• Data provided:
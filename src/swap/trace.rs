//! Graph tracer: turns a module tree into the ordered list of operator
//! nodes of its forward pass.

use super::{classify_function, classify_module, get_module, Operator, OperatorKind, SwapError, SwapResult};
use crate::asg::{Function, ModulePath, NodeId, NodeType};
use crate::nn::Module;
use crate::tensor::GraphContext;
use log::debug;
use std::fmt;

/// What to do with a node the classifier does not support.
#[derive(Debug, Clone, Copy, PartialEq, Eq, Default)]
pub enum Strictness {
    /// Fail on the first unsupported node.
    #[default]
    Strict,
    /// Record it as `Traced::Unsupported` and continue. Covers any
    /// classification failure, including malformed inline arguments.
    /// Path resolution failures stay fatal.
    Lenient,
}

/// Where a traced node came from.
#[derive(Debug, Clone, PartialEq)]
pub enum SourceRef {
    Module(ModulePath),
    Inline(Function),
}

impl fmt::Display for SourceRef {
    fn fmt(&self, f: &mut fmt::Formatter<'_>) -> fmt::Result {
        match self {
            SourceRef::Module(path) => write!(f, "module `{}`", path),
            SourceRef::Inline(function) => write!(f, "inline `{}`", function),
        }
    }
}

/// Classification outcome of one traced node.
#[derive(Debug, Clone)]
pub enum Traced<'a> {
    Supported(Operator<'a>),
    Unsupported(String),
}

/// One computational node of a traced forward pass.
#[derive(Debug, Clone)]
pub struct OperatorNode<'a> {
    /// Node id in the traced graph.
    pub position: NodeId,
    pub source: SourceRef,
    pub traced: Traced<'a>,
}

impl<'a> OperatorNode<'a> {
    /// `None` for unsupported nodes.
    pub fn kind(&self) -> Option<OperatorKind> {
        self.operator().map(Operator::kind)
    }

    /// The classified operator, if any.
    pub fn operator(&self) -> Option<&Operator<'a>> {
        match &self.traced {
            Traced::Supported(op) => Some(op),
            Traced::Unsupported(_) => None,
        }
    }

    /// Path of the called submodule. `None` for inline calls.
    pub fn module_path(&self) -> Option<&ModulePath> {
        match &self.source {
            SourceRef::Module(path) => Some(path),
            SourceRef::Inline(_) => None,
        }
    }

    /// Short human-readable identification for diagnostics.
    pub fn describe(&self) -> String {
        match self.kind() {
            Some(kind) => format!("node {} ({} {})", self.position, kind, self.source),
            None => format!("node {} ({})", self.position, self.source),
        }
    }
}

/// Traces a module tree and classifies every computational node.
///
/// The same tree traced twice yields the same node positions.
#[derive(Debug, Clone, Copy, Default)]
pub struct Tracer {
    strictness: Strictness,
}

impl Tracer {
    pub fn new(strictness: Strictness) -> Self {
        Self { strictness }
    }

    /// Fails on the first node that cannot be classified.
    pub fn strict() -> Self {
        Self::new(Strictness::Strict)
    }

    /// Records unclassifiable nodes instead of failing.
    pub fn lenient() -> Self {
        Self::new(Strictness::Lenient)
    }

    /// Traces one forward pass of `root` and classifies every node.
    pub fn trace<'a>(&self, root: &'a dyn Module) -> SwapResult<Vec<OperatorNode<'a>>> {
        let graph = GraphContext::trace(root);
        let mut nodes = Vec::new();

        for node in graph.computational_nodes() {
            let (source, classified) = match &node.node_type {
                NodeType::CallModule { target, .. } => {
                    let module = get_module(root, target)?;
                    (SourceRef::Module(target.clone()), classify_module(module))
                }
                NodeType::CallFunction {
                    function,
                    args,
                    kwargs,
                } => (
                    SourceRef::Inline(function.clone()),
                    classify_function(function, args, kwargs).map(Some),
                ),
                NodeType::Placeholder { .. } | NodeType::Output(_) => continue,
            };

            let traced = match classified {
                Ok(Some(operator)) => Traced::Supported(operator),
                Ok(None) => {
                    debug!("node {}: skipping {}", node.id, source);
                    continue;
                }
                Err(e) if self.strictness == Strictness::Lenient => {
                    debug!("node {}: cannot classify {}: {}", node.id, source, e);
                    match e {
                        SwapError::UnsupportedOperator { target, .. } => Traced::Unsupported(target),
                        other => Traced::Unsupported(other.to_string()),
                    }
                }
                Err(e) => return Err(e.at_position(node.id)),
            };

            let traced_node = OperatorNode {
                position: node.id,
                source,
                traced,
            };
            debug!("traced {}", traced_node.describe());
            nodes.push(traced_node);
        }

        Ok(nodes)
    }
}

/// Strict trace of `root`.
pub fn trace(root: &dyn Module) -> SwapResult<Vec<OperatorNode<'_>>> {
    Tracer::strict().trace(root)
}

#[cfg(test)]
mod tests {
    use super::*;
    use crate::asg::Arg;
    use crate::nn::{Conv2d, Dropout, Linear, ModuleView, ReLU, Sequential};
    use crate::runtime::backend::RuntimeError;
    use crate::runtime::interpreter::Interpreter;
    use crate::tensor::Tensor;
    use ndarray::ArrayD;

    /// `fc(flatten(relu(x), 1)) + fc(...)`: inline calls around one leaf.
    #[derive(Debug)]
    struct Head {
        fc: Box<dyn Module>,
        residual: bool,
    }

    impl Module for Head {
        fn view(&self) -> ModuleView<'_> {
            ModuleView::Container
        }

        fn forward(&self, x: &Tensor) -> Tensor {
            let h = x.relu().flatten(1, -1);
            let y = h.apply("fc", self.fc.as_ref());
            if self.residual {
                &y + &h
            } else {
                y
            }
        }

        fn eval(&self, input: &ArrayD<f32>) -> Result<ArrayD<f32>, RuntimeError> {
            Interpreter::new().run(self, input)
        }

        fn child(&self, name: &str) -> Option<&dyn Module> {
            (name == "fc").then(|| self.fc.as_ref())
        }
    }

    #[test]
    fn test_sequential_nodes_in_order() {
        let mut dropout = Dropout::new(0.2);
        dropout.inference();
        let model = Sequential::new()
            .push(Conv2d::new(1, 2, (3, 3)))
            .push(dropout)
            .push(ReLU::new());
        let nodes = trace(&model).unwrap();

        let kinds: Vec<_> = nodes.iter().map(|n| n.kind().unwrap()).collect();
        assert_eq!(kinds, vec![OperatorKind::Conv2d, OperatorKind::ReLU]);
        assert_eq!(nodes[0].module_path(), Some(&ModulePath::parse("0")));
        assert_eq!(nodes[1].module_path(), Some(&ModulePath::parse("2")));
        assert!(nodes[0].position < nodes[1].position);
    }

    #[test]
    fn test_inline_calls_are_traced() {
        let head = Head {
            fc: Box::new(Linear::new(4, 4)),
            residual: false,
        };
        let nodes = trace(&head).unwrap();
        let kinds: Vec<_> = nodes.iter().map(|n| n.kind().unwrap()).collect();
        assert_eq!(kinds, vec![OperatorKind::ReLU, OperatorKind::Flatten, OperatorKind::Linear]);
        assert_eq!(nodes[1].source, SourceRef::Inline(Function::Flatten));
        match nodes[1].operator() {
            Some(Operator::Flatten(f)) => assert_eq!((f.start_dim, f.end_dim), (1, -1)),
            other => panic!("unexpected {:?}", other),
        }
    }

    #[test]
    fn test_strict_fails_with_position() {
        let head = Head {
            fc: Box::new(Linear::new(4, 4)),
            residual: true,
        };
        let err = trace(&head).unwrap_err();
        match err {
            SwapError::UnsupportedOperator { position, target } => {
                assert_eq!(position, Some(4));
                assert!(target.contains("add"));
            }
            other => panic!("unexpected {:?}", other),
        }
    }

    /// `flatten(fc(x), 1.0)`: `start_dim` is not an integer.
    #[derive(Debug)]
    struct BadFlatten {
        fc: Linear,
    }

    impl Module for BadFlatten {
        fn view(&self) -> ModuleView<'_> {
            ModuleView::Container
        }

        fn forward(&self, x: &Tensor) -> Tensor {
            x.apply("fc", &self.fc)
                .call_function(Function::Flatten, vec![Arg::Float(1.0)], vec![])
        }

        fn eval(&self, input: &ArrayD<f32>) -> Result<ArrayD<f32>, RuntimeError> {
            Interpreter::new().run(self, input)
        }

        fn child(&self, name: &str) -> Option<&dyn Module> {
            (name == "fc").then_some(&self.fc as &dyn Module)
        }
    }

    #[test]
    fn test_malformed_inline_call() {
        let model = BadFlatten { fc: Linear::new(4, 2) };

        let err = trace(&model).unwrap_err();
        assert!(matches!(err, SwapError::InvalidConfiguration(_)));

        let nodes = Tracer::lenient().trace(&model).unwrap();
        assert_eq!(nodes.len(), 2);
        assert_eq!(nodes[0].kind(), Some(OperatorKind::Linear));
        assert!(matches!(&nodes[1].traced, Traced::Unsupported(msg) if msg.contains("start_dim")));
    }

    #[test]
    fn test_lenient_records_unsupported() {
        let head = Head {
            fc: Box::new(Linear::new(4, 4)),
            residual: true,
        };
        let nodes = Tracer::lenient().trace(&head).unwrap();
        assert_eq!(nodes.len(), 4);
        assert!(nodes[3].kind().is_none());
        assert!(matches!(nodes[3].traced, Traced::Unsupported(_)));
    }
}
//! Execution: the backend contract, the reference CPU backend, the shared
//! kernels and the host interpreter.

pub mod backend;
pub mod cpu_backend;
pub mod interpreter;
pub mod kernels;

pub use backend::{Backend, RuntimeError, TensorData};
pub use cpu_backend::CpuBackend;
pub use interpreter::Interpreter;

• What to work on: What is needed is every line from the start of the entries through the line containing "#[derive(Debug, Clone, Copy, PartialEq, Eq, Default)]", returned word for word and nothing else.

• Result:
filename src/swap/trace.rs
//! Graph tracer: turns a module tree into the ordered list of operator
//! nodes of its forward pass.

use super::{classify_function, classify_module, get_module, Operator, OperatorKind, SwapError, SwapResult};
use crate::asg::{Function, ModulePath, NodeId, NodeType};
use crate::nn::Module;
use crate::tensor::GraphContext;
use log::debug;
use std::fmt;

/// What to do with a node the classifier does not support.
#[derive(Debug, Clone, Copy, PartialEq, Eq, Default)]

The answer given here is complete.